Kafka Connect使用入門-Mysql數據導入到ElasticSearch


1.Kafka Connect

Connect是Kafka的一部分,它為在Kafka和外部存儲系統之間移動數據提供了一種可靠且伸縮的方式,它為連接器插件提供了一組API和一個運行時-Connect負責運行這些插件,它們負責移動數據。Connect以worker進程集群的方式運行,基於work進程安裝連接器插件,然后使用REST API管理和配置connector,這些work進程都是長時間運行的作業。connector啟動額外的task,利用work節點的資源以並行的方式移動大量的數據。

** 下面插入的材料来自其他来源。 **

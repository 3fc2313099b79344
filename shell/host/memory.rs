/* This Source Code Form is subject to the terms of the Mozilla Public
 * License, v. 2.0. If a copy of the MPL was not distributed with this
 * file, You can obtain one at https://mozilla.org/MPL/2.0/. */

//! In-process browser stand-in.
//!
//! `InMemoryHost` keeps windows, pages and split groups in memory and runs
//! page-side code (interceptor, simulated framework listeners, default
//! link actions) synchronously on dispatch. Lifecycle changes are reported
//! to the coordinator through the host event channel, the same way a real
//! browser reports tab activation, load completion and closing.

use std::collections::BTreeMap;
use std::sync::Arc;
use std::time::{Duration, Instant};

use parking_lot::Mutex;
use splitlink_core::protocol;
use splitlink_core::{
    CoordinatorMessage, InterceptorReply, PageContextId, PaneGroupId, WindowId,
    can_install_interceptor, is_http_like,
};
use splitlink_runtime::{HostPlatform, IconSet, PageInfo, PlatformError};
use url::Url;

use super::install_registry::InstallRegistry;
use crate::prefs::InterceptorPrefs;
use crate::shell::coordinator::service::{HostEvent, HostEventSender};
use crate::shell::interceptor::NavigationInterceptor;
use crate::shell::interceptor::dom::{
    Document, DomEvent, EventFlow, EventKind, LinkKind, Modifiers, MouseButton, NodeId,
};
use crate::shell::interceptor::history::{HistoryOutcome, HistorySurface};
use crate::shell::runtime::link::CoordinatorLink;

/// Gap between the press and the click of a simulated mouse click.
pub const SIMULATED_CLICK_DELAY: Duration = Duration::from_millis(80);

#[derive(Debug, Clone, PartialEq, Eq)]
pub struct ToolbarState {
    pub icon: IconSet,
    pub title: String,
    pub enabled: bool,
}
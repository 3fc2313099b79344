/* This Source Code Form is subject to the terms of the Mozilla Public
 * License, v. 2.0. If a copy of the MPL was not distributed with this
 * file, You can obtain one at https://mozilla.org/MPL/2.0/. */

pub mod cli;
pub mod diagnostics;
pub mod link;
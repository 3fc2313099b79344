/* This Source Code Form is subject to the terms of the Mozilla Public
 * License, v. 2.0. If a copy of the MPL was not distributed with this
 * file, You can obtain one at https://mozilla.org/MPL/2.0/. */

//! Minimal page document and pointer-event model.
//!
//! Only what link resolution needs: a parent-linked element arena with
//! attributes, the document URL for resolving relative destinations, and the
//! per-dispatch flow flags handlers use to cancel or stop an event.

use std::collections::BTreeMap;
use std::time::Instant;

use url::Url;

/// SPA convention: a non-anchor element whose destination lives here.
pub const DATA_HREF_ATTRIBUTE: &str = "data-href";

#[derive(Debug, Clone, Copy, PartialEq, Eq, Hash, PartialOrd, Ord)]
pub struct NodeId(usize);

impl NodeId {
    pub const ROOT: NodeId = NodeId(0);
}

#[derive(Debug, Clone)]
pub struct Element {
    tag: String,
    attributes: BTreeMap<String, String>,
    parent: Option<NodeId>,
}

impl Element {
    pub fn attribute(&self, name: &str) -> Option<&str> {
        self.attributes.get(name).map(String::as_str)
    }

    fn is_anchor(&self) -> bool {
        self.tag.eq_ignore_ascii_case("a")
    }
}

#[derive(Debug, Clone, Copy, PartialEq, Eq)]
pub enum LinkKind {
    Anchor,
    DataHref,
}

/// The nearest link found above an event target, destination resolved.
#[derive(Debug, Clone, PartialEq, Eq)]
pub struct LinkTarget {
    pub node: NodeId,
    pub kind: LinkKind,
    pub destination: Url,
    pub target: Option<String>,
}

#[derive(Debug, Clone)]
pub struct Document {
    url: Url,
    nodes: Vec<Element>,
}

impl Document {
    pub fn new(url: Url) -> Self {
        Self {
            url,
            nodes: vec![Element {
                tag: "body".to_string(),
                attributes: BTreeMap::new(),
                parent: None,
            }],
        }
    }

    pub fn root(&self) -> NodeId {
        NodeId::ROOT
    }

    /// Append a child element. Unknown parents fall back to the root.
    pub fn append(&mut self, parent: NodeId, tag: &str, attributes: &[(&str, &str)]) -> NodeId {
        let parent = if parent.0 < self.nodes.len() {
            parent
        } else {
            log::debug!("dom: unknown parent {parent:?}; appending under root");
            NodeId::ROOT
        };
        let id = NodeId(self.nodes.len());
        self.nodes.push(Element {
            tag: tag.to_string(),
            attributes: attributes
                .iter()
                .map(|(k, v)| (k.to_string(), v.to_string()))
                .collect(),
            parent: Some(parent),
        });
        id
    }

    pub fn element(&self, node: NodeId) -> Option<&Element> {
        self.nodes.get(node.0)
    }

    /// `node` followed by each of its ancestors up to the root.
    pub fn ancestors(&self, node: NodeId) -> impl Iterator<Item = (NodeId, &Element)> + '_ {
        let mut next = self.element(node).map(|_| node);
        std::iter::from_fn(move || {
            let id = next?;
            let element = self.element(id)?;
            next = element.parent;
            Some((id, element))
        })
    }

    /// Nearest anchor or `data-href` element at or above `node` whose
    /// destination resolves against the document URL.
    pub fn closest_link(&self, node: NodeId) -> Option<LinkTarget> {
        self.ancestors(node).find_map(|(id, element)| {
            let (kind, raw) = if element.is_anchor() {
                (LinkKind::Anchor, element.attribute("href"))
            } else {
                (LinkKind::DataHref, element.attribute(DATA_HREF_ATTRIBUTE))
            };
            let destination = self.url.join(raw?.trim()).ok()?;
            Some(LinkTarget {
                node: id,
                kind,
                destination,
                target: element.attribute("target").map(str::to_owned),
            })
        })
    }
}

#[derive(Debug, Clone, Copy, PartialEq, Eq)]
pub enum EventKind {
    PointerDown,
    MouseDown,
    Click,
}

#[derive(Debug, Clone, Copy, PartialEq, Eq)]
pub enum MouseButton {
    Primary,
    Auxiliary,
    Secondary,
}

#[derive(Debug, Clone, Copy, Default, PartialEq, Eq)]
pub struct Modifiers {
    pub ctrl: bool,
    pub meta: bool,
    pub shift: bool,
}

impl Modifiers {
    pub const NONE: Self = Self {
        ctrl: false,
        meta: false,
        shift: false,
    };

    /// Any modifier the browser maps to new-tab or new-window.
    pub fn any_held(self) -> bool {
        self.ctrl || self.meta || self.shift
    }
}

#[derive(Debug, Clone, Copy)]
pub struct DomEvent {
    pub kind: EventKind,
    pub target: NodeId,
    pub button: MouseButton,
    pub modifiers: Modifiers,
    pub time_stamp: Instant,
}

/// Cancellation state of one event dispatch.
#[derive(Debug, Clone, Copy, Default, PartialEq, Eq)]
pub struct EventFlow {
    default_prevented: bool,
    propagation_stopped: bool,
    immediate_propagation_stopped: bool,
}

impl EventFlow {
    pub fn prevent_default(&mut self) {
        self.default_prevented = true;
    }

    pub fn stop_propagation(&mut self) {
        self.propagation_stopped = true;
    }

    /// Also skips listeners registered later on the same target.
    pub fn stop_immediate_propagation(&mut self) {
        self.propagation_stopped = true;
        self.immediate_propagation_stopped = true;
    }

    pub fn default_prevented(&self) -> bool {
        self.default_prevented
    }

    pub fn propagation_stopped(&self) -> bool {
        self.propagation_stopped
    }

    pub fn immediate_propagation_stopped(&self) -> bool {
        self.immediate_propagation_stopped
    }
}
/* This Source Code Form is subject to the terms of the Mozilla Public
 * License, v. 2.0. If a copy of the MPL was not distributed with this
 * file, You can obtain one at https://mozilla.org/MPL/2.0/. */

//! Install-once registry for page interceptors.
//!
//! The host owns the duplicate-install guard. A page id is claimed before an
//! interceptor is built and released when the page navigates away or
//! closes, so the next document in the same page can be installed into.

use std::collections::HashSet;

use parking_lot::Mutex;
use splitlink_core::PageContextId;

#[derive(Debug, Default)]
pub(crate) struct InstallRegistry {
    installed: Mutex<HashSet<PageContextId>>,
}

impl InstallRegistry {
    pub(crate) fn new() -> Self {
        Self::default()
    }

    /// Returns false when `page` already has an interceptor.
    pub(crate) fn try_claim(&self, page: PageContextId) -> bool {
        self.installed.lock().insert(page)
    }

    pub(crate) fn release(&self, page: PageContextId) -> bool {
        self.installed.lock().remove(&page)
    }

    pub(crate) fn is_installed(&self, page: PageContextId) -> bool {
        self.installed.lock().contains(&page)
    }
}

SourceConnector負責從源系統讀取數據,並把數據對象提供給work進程,SinkConnector負責從work進程獲取數據,並把它們寫入目標系統。

2.Connect中一些概念

連接器:實現了Connect API,決定需要運行多少個任務,按照任務來進行數據復制,從work進程獲取任務配置並將其傳遞下去

任務:負責將數據移入或移出Kafka

work進程:相當與connector和任務的容器,用於負責管理連接器的配置、啟動連接器和連接器任務,提供REST API

轉換器:kafka connect和其他存儲系統直接發送或者接受數據之間轉換數據

3.運行Connect

//分布模式
cd kafka/bin sh connect-distributed.sh ../config/connect-distributed.properties

connect-distributed.properties中有一些配置:

bootstrap.servers:kafka集群信息
#相同id的connect worker屬於一個Connect集群
group.id:group.id=connect-cluster
#定義數據在Kafka中存儲形式
key.converter=org.apache.kafka.connect.json.JsonConverter
value.converter=org.apache.kafka.connect.json.JsonConverter

REST API查看、管理connectors

查看kafka支持的connector
curl -X GET http://ip:8083/connector-plugins
GET /connectors – 返回所有正在運行的connector名。 
POST /connectors – 新建一個connector; 請求體必須是json格式並且需要包含name字段和config字段,name是connector的名字,config是json格式,必須包含你的connector的配置信息。 
GET /connectors/{name} – 獲取指定connetor的信息。 
GET /connectors/{name}/config – 獲取指定connector的配置信息。 
PUT /connectors/{name}/config – 更新指定connector的配置信息。 
GET /connectors/{name}/status – 獲取指定connector的狀態,包括它是否在運行、停止、或者失敗,如果發生錯誤,還會列出錯誤的具體信息。 
GET /connectors/{name}/tasks – 獲取指定connector正在運行的task。 
GET /connectors/{name}/tasks/{taskid}/status – 獲取指定connector的task的狀態信息。 
PUT /connectors/{name}/pause – 暫停connector和它的task,停止數據處理知道它被恢復。 
PUT /connectors/{name}/resume – 恢復一個被暫停的connector。 
POST /connectors/{name}/restart – 重啟一個connector,尤其是在一個connector運行失敗的情況下比較常用 
POST /connectors/{name}/tasks/{taskId}/restart – 重啟一個task,一般是因為它運行失敗才這樣做。 
DELETE /connectors/{name} – 刪除一個connector,停止它的所有task並刪除配置。 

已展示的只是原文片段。